Иван Грозный со свитой и полком покинул Москву 20 сентября 1567 года, через несколько дней после того, как «брат Жигимонт» собственной персоной отъехал к войску. Путь царя лежал к Твери. Подойдя к городу, он разбил свой стан в пригородном селе Медное. Здесь 5 октября, извещённый о том, каким образом принимали и чествовали его послов в Гродно и по пути туда и обратно, царь принял литовского гонца Ю. Быковского.
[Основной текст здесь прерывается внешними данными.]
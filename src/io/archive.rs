//! Tile archive backed by a JSON manifest and single-band TIFF files.
//!
//! ```json
//! {"archives": {"naip": [
//!   {"id": "m_3907501_ne", "acquired": "2017-08-14",
//!    "transform": [-75.28, 1e-5, 0, 40.14, 0, -1e-5],
//!    "bands": {"R": "2017/ne_r.tif", "N": "2017/ne_n.tif"}}
//! ]}}
//! ```
//!
//! `transform` may be omitted when the band files carry GeoTIFF tags;
//! `footprint` (a ring of `[x, y]`) defaults to the grid extent. Band files
//! are only read for entries whose date and footprint match the query.
use std::collections::{BTreeMap, HashMap};
use std::path::{Path, PathBuf};

use chrono::NaiveDate;
use geo::{LineString, Polygon};
use serde::Deserialize;
use tracing::{debug, info};

use crate::core::archive::{Tile, TileArchive};
use crate::core::raster::{GeoTransform, GridSpec, Raster};
use crate::core::region::{BoundingBox, DateRange};
use crate::error::{Error, Result};
use crate::io::writers::tiff::read_tiff_band;

#[derive(Debug, Clone, Deserialize)]
struct Manifest {
    archives: HashMap<String, Vec<TileEntry>>,
}

#[derive(Debug, Clone, Deserialize)]
struct TileEntry {
    id: String,
    acquired: NaiveDate,
    #[serde(default)]
    transform: Option<[f64; 6]>,
    #[serde(default)]
    footprint: Option<Vec<[f64; 2]>>,
    bands: BTreeMap<String, PathBuf>,
}

impl TileEntry {
    fn footprint_polygon(&self) -> Option<Polygon<f64>> {
        self.footprint.as_ref().map(|ring| {
            let coords: Vec<(f64, f64)> = ring.iter().map(|[x, y]| (*x, *y)).collect();
            Polygon::new(LineString::from(coords), vec![])
        })
    }
}

#[derive(Debug, Clone)]
pub struct ManifestArchive {
    root: PathBuf,
    manifest: Manifest,
}

impl ManifestArchive {
    /// Load a manifest; relative band paths resolve against its directory.
    pub fn open(path: &Path) -> Result<Self> {
        let text = std::fs::read_to_string(path)?;
        let manifest: Manifest = serde_json::from_str(&text)?;
        let root = path
            .parent()
            .map(Path::to_path_buf)
            .unwrap_or_default();
        info!(
            "Opened manifest {:?}: {} collection(s), {} tile(s)",
            path,
            manifest.archives.len(),
            manifest.archives.values().map(Vec::len).sum::<usize>()
        );
        Ok(Self { root, manifest })
    }

    pub fn collections(&self) -> Vec<&str> {
        let mut names: Vec<&str> = self.manifest.archives.keys().map(String::as_str).collect();
        names.sort_unstable();
        names
    }

    fn load(&self, entry: &TileEntry) -> Result<Tile> {
        let mut bands = Vec::with_capacity(entry.bands.len());
        let mut tagged = None;
        for (name, rel) in &entry.bands {
            let decoded = read_tiff_band(&self.root.join(rel), name)?;
            tagged = tagged.or(decoded.transform);
            bands.push(decoded.band);
        }
        let (rows, cols) = bands
            .first()
            .map(|b| b.data.dim())
            .ok_or_else(|| Error::Archive(format!("tile {} lists no bands", entry.id)))?;
        let transform = match entry.transform {
            Some(gt) => GeoTransform::from_gdal(gt)?,
            None => tagged
                .ok_or_else(|| Error::Archive(format!("tile {} has no georeferencing", entry.id)))?,
        };
        let raster = Raster::new(entry.id.clone(), GridSpec::new(transform, rows, cols), bands)?;
        let tile = Tile::new(entry.id.clone(), entry.acquired, raster);
        Ok(match entry.footprint_polygon() {
            Some(footprint) => tile.with_footprint(footprint),
            None => tile,
        })
    }
}

impl TileArchive for ManifestArchive {
    fn query_tiles(
        &self,
        archive: &str,
        bbox: &BoundingBox,
        range: &DateRange,
    ) -> Result<Vec<Tile>> {
        let entries = self
            .manifest
            .archives
            .get(archive)
            .ok_or_else(|| Error::Archive(format!("unknown collection {archive}")))?;

        let mut tiles = Vec::new();
        for entry in entries.iter().filter(|e| range.contains(e.acquired)) {
            if let Some(footprint) = entry.footprint_polygon() {
                if !bbox.intersects(&footprint) {
                    continue;
                }
            }
            let tile = self.load(entry)?;
            if bbox.intersects(&tile.footprint) {
                debug!("Loaded tile {} ({})", tile.id, tile.raster.grid());
                tiles.push(tile);
            }
        }
        Ok(tiles)
    }
}
impl TryFrom<RoiRings> for RegionOfInterest {
    type Error = Error;

    fn try_from(raw: RoiRings) -> Result<Self> {
        let polygons = raw
            .polygons
            .into_iter()
            .map(|rings| {
                let mut rings = rings.into_iter().map(|ring| {
                    LineString::from(
                        ring.into_iter()
                            .map(|[x, y]| Coord { x, y })
                            .collect::<Vec<_>>(),
                    )
                });
                let exterior = rings.next().unwrap_or_else(|| LineString::new(vec![]));
                Polygon::new(exterior, rings.collect())
            })
            .collect::<Vec<_>>();
        Self::new(MultiPolygon::new(polygons), raw.space)
    }
}

impl From<RegionOfInterest> for RoiRings {
    fn from(roi: RegionOfInterest) -> Self {
        let ring = |ls: &LineString<f64>| ls.coords().map(|c| [c.x, c.y]).collect::<Vec<_>>();
        RoiRings {
            space: roi.space,
            polygons: roi
                .shape
                .iter()
                .map(|p| {
                    std::iter::once(ring(p.exterior()))
                        .chain(p.interiors().iter().map(&ring))
                        .collect()
                })
                .collect(),
        }
    }
}

impl RegionOfInterest {
    pub fn new(shape: MultiPolygon<f64>, space: CoordinateSpace) -> Result<Self> {
        if shape.0.is_empty() {
            return Err(Error::GeometryInvalid {
                reason: "region has no polygons".to_string(),
            });
        }
        let mut exteriors = Vec::with_capacity(shape.0.len());
        for (i, polygon) in shape.iter().enumerate() {
            exteriors.push(validate_polygon(polygon, i)?);
        }
        for (i, a) in shape.iter().enumerate() {
            for (j, b) in shape.iter().enumerate().skip(i + 1) {
                let nested = a.exterior().coords().any(|c| b.contains(c))
                    || b.exterior().coords().any(|c| a.contains(c));
                if nested || rings_cross(&exteriors[i], &exteriors[j]) {
                    return Err(Error::GeometryInvalid {
                        reason: format!("polygons {i} and {j} overlap"),
                    });
                }
            }
        }
        let bounds = shape.bounding_rect().ok_or_else(|| Error::GeometryInvalid {
            reason: "region has no coordinates".to_string(),
        })?;
        Ok(Self {
            space,
            shape,
            bounds,
        })
    }

    pub fn from_polygon(polygon: Polygon<f64>, space: CoordinateSpace) -> Result<Self> {
        Self::new(MultiPolygon::new(vec![polygon]), space)
    }

    pub fn from_bbox(bbox: &BoundingBox) -> Self {
        let shape = MultiPolygon::new(vec![bbox.to_polygon()]);
        Self {
            space: CoordinateSpace::Geographic,
            bounds: bbox.to_rect(),
            shape,
        }
    }

    pub fn space(&self) -> CoordinateSpace {
        self.space
    }

    pub fn shape(&self) -> &MultiPolygon<f64> {
        &self.shape
    }

    pub fn bounds(&self) -> Rect<f64> {
        self.bounds
    }

    /// Points on the boundary count as inside.
    #[inline]
    pub fn contains(&self, point: Coord<f64>) -> bool {
        self.bounds.intersects(&point) && self.shape.iter().any(|p| p.intersects(&point))
    }

    /// Planar area for planar regions, geodesic square metres for lon/lat regions.
    pub fn area(&self) -> f64 {
        match self.space {
            CoordinateSpace::Planar => self.shape.iter().map(|p| p.unsigned_area()).sum(),
            CoordinateSpace::Geographic => {
                self.shape.iter().map(|p| p.geodesic_area_unsigned()).sum()
            }
        }
    }
}

/// Checks each ring on its own, then holes against the shell and each other.
/// Rings may touch at single points but not cross or share edges. Returns the
/// exterior's segments.
fn validate_polygon(polygon: &Polygon<f64>, i: usize) -> Result<Vec<Line<f64>>> {
    let invalid = |reason: String| Error::GeometryInvalid { reason };
    let exterior = validate_ring(polygon.exterior(), i, "exterior")?;
    let shell = Polygon::new(polygon.exterior().clone(), vec![]);
    if shell.unsigned_area() == 0.0 {
        return Err(invalid(format!("polygon {i} has zero area")));
    }

    let mut holes: Vec<(Polygon<f64>, Vec<Line<f64>>)> = Vec::new();
    for (k, interior) in polygon.interiors().iter().enumerate() {
        let segments = validate_ring(interior, i, "interior")?;
        if rings_cross(&exterior, &segments) {
            return Err(invalid(format!(
                "polygon {i} interior ring {k} crosses the exterior"
            )));
        }
        if !interior.coords().all(|c| shell.intersects(c)) {
            return Err(invalid(format!(
                "polygon {i} interior ring {k} lies outside the exterior"
            )));
        }
        let hole = Polygon::new(interior.clone(), vec![]);
        for (m, (other, other_segments)) in holes.iter().enumerate() {
            let nested = interior.coords().any(|c| other.contains(c))
                || other.exterior().coords().any(|c| hole.contains(c));
            if nested || rings_cross(other_segments, &segments) {
                return Err(invalid(format!(
                    "polygon {i} interior rings {m} and {k} overlap"
                )));
            }
        }
        holes.push((hole, segments));
    }
    Ok(exterior)
}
Обстановка, в которой Иван встретил сигизмундова посланца, была более чем символичной. «И был посланник у государя на стану на Медне, — сообщал неизвестный подьячий Посольского приказа, составивший «Выписку из посольских книг», — а стоял государь в шатрех», то есть по-походному. «А в кое поры был посланник у государя, — продолжал подьячий, — и в те поры государь был вооружен». Царь принимал гостя не один. Его окружала большая свита, также одоспешенная, «царевич Иван Иванович, и князь Володимер Ондреевич, и все бояре, и дворяне были в шатре в доспесех». По пути к царскому шатру Быковскому пришлось пройти через строй детей боярских и их людей, стоявших «перед шатром и по полем в доспесех».
Удивлённого, надо полагать, таким приёмом королевского посланца Иван «приветил» следующими словами:
«Ты Юрья тому ся не диви, что мы сидим в воинской приправе во оружии; пришел еси к нам от брата нашего от Жигимонта-Августа короля со стрелами, и мы потому так и сидим».
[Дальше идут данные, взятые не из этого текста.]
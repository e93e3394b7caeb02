//! Palette styling for display and quick-look export.
//!
//! A [`VisParams`] maps a numeric display range onto a palette. Rendering goes
//! through a precomputed 256-entry lookup table: every defined value is
//! clamped to `[min, max]`, quantized to 8 bits and looked up, so the
//! per-pixel cost is one division and one table read.
use serde::{Deserialize, Serialize};

use crate::core::raster::Band;
use crate::error::{Error, Result};

/// RGB color with components in 0..=255.
#[derive(Debug, Clone, Copy, PartialEq, Eq)]
pub struct Rgb {
    pub r: u8,
    pub g: u8,
    pub b: u8,
}

impl Rgb {
    pub const BLACK: Self = Self::new(0, 0, 0);
    pub const WHITE: Self = Self::new(255, 255, 255);

    pub const fn new(r: u8, g: u8, b: u8) -> Self {
        Self { r, g, b }
    }

    /// Parse `RRGGBB`, `#RRGGBB` or a basic color name.
    pub fn parse(s: &str) -> Result<Self> {
        let s = s.trim();
        let named = match s.to_ascii_lowercase().as_str() {
            "black" => Some(Self::BLACK),
            "white" => Some(Self::WHITE),
            "red" => Some(Self::new(255, 0, 0)),
            "green" => Some(Self::new(0, 128, 0)),
            "blue" => Some(Self::new(0, 0, 255)),
            "yellow" => Some(Self::new(255, 255, 0)),
            "orange" => Some(Self::new(255, 165, 0)),
            "brown" => Some(Self::new(165, 42, 42)),
            "gray" | "grey" => Some(Self::new(128, 128, 128)),
            _ => None,
        };
        if let Some(c) = named {
            return Ok(c);
        }
        let hex = s.strip_prefix('#').unwrap_or(s);
        if hex.len() != 6 || !hex.chars().all(|c| c.is_ascii_hexdigit()) {
            return Err(Error::invalid_argument("palette", s));
        }
        let channel = |i: usize| u8::from_str_radix(&hex[i..i + 2], 16);
        match (channel(0), channel(2), channel(4)) {
            (Ok(r), Ok(g), Ok(b)) => Ok(Self::new(r, g, b)),
            _ => Err(Error::invalid_argument("palette", s)),
        }
    }

    fn lerp(self, other: Rgb, t: f64) -> Rgb {
        let mix = |a: u8, b: u8| (a as f64 + (b as f64 - a as f64) * t).round().clamp(0.0, 255.0) as u8;
        Rgb::new(mix(self.r, other.r), mix(self.g, other.g), mix(self.b, other.b))
    }
}

/// Display styling: palette stretched linearly over `[min, max]`.
#[derive(Debug, Clone, PartialEq, Serialize, Deserialize)]
#[serde(try_from = "RawVisParams")]
pub struct VisParams {
    palette: Vec<String>,
    min: f64,
    max: f64,
    #[serde(skip)]
    colors: Vec<Rgb>,
}

#[derive(Deserialize)]
struct RawVisParams {
    palette: PaletteSpec,
    min: f64,
    max: f64,
}

/// Palette as a list of colors or one comma-separated string.
#[derive(Deserialize)]
#[serde(untagged)]
enum PaletteSpec {
    List(Vec<String>),
    Joined(String),
}

impl TryFrom<RawVisParams> for VisParams {
    type Error = Error;

    fn try_from(raw: RawVisParams) -> Result<Self> {
        let palette = match raw.palette {
            PaletteSpec::List(list) => list,
            PaletteSpec::Joined(s) => split_palette(&s),
        };
        Self::new(&palette, raw.min, raw.max)
    }
}

fn split_palette(s: &str) -> Vec<String> {
    s.split(',')
        .map(str::trim)
        .filter(|c| !c.is_empty())
        .map(str::to_string)
        .collect()
}

impl VisParams {
    pub fn new<S: AsRef<str>>(palette: &[S], min: f64, max: f64) -> Result<Self> {
        if palette.is_empty() {
            return Err(Error::invalid_argument("palette", "empty"));
        }
        if !(min.is_finite() && max.is_finite() && min < max) {
            return Err(Error::invalid_argument("range", format!("[{min}, {max}]")));
        }
        let colors = palette
            .iter()
            .map(|c| Rgb::parse(c.as_ref()))
            .collect::<Result<Vec<_>>>()?;
        Ok(Self {
            palette: palette.iter().map(|c| c.as_ref().trim().to_string()).collect(),
            min,
            max,
            colors,
        })
    }

    /// Parse a comma-separated palette such as `"FF0000, 000000, 00FF00"`.
    pub fn from_palette_str(palette: &str, min: f64, max: f64) -> Result<Self> {
        Self::new(&split_palette(palette), min, max)
    }

    /// Red (loss) / black (no change) / green (gain) over [-0.3, 0.3].
    pub fn difference() -> Self {
        Self::builtin(
            &[("FF0000", Rgb::new(255, 0, 0)), ("000000", Rgb::BLACK), ("00FF00", Rgb::new(0, 255, 0))],
            -0.3,
            0.3,
        )
    }

    /// Yellow to green over [0, 1], for vegetation masks.
    pub fn vegetation() -> Self {
        Self::builtin(
            &[("yellow", Rgb::new(255, 255, 0)), ("green", Rgb::new(0, 128, 0))],
            0.0,
            1.0,
        )
    }

    fn builtin(entries: &[(&str, Rgb)], min: f64, max: f64) -> Self {
        Self {
            palette: entries.iter().map(|(name, _)| name.to_string()).collect(),
            min,
            max,
            colors: entries.iter().map(|(_, c)| *c).collect(),
        }
    }

    pub fn palette(&self) -> &[String] {
        &self.palette
    }

    pub fn min(&self) -> f64 {
        self.min
    }

    pub fn max(&self) -> f64 {
        self.max
    }

    /// Color of `t` in [0, 1] along the palette.
    fn color_at(&self, t: f64) -> Rgb {
        let n = self.colors.len();
        if n == 1 {
            return self.colors[0];
        }
        let pos = t.clamp(0.0, 1.0) * (n - 1) as f64;
        let i = (pos.floor() as usize).min(n - 2);
        self.colors[i].lerp(self.colors[i + 1], pos - i as f64)
    }

    fn lut(&self) -> [Rgb; 256] {
        let mut lut = [Rgb::BLACK; 256];
        for (i, entry) in lut.iter_mut().enumerate() {
            *entry = self.color_at(i as f64 / 255.0);
        }
        lut
    }
}

/// Render `band` as interleaved RGB bytes; undefined pixels get `nodata`.
pub fn colorize_band(band: &Band, style: &VisParams, nodata: Rgb) -> Vec<u8> {
    let lut = style.lut();
    let span = style.max - style.min;
    let mut rgb = Vec::with_capacity(band.data.len() * 3);
    for v in band.data.iter() {
        let c = match v {
            Some(v) if v.is_finite() => {
                let t = ((v - style.min) / span).clamp(0.0, 1.0);
                lut[(t * 255.0).round() as usize]
            }
            _ => nodata,
        };
        rgb.extend_from_slice(&[c.r, c.g, c.b]);
    }
    rgb
}
//! Region selection: scope an archive to a bounding box and date range.
use tracing::{debug, info, warn};

use crate::core::archive::{Tile, TileArchive};
use crate::core::region::{BoundingBox, DateRange};
use crate::error::Result;

/// Query `archive` for tiles of `collection` intersecting `bbox` and acquired in
/// `range`, preserving archive order.
///
/// Records the archive returns that do not actually match are dropped, so the
/// result never contains false positives. An empty result is not an error.
pub fn select_tiles<A: TileArchive + ?Sized>(
    archive: &A,
    collection: &str,
    bbox: &BoundingBox,
    range: &DateRange,
) -> Result<Vec<Tile>> {
    let returned = archive.query_tiles(collection, bbox, range)?;
    let total = returned.len();

    let tiles: Vec<Tile> = returned
        .into_iter()
        .filter(|tile| {
            let keep = range.contains(tile.acquired) && bbox.intersects(&tile.footprint);
            if !keep {
                debug!(
                    "Dropping tile {} acquired {} outside {} / {}",
                    tile.id, tile.acquired, bbox, range
                );
            }
            keep
        })
        .collect();

    if tiles.is_empty() {
        warn!("No tiles in {} for {} during {}", collection, bbox, range);
    } else {
        info!(
            "Selected {} of {} tiles from {} for {}",
            tiles.len(),
            total,
            collection,
            range
        );
    }
    Ok(tiles)
}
И на то были серьёзные основания. В королевской грамоте, что доставил Быковский царю, Сигизмунд всю вину за срыв переговорного процесса и возобновление боевых действий возлагал на своего московского «брата» и заявлял, что теперь он, «имя Божие на помочь взямши, ту кривду (которую, по мнению Сигизмунда, творил по отношению к нему Иван — прим. авт.) оборонь чинить хочет». «А своих рук невинная кровь взочнетца, и на том Бог взыщет», — подытожил свои слова король, де-факто объявляя Ивану Грозному войну.
Памятуя, как привечали его послов в Гродно (долг платежом красен), и имея общее представление о том, какое послание привёз королевский гонец, Иван обошёлся с Быковским более чем холодно. Сама обстановка недвусмысленно говорила о воинственном настрое царя и его окружения. Да и после столь «горячего» приёма сигизмундову посланцу не давали забыть о том, что здесь ему, мягко говоря, не рады. Иван пригласил гонца к столу, не допустив однако к своей руке, как это бывало прежде. На обеде Быковский сидел перед пустым столом, ибо «в столе ему от государя подачи ести и пити не было», равно как и в отведённой для него избе, куда его отвели приставы после встречи, против прежнего обычая «посылка к нему с меды не была».
Тем временем, пока проголодавшийся Юрий Быковский, сидючи в холодной избе, размышлял над тем, что его ожидает, царь совещался с боярами и со своим двоюродным братом о том, что делать дальше. 6 октября они решили, что «посланника литовского Юрья Быковского позадержати, потому что писал король в своей грамоте супротивные слова, и сам король на свое дело идет»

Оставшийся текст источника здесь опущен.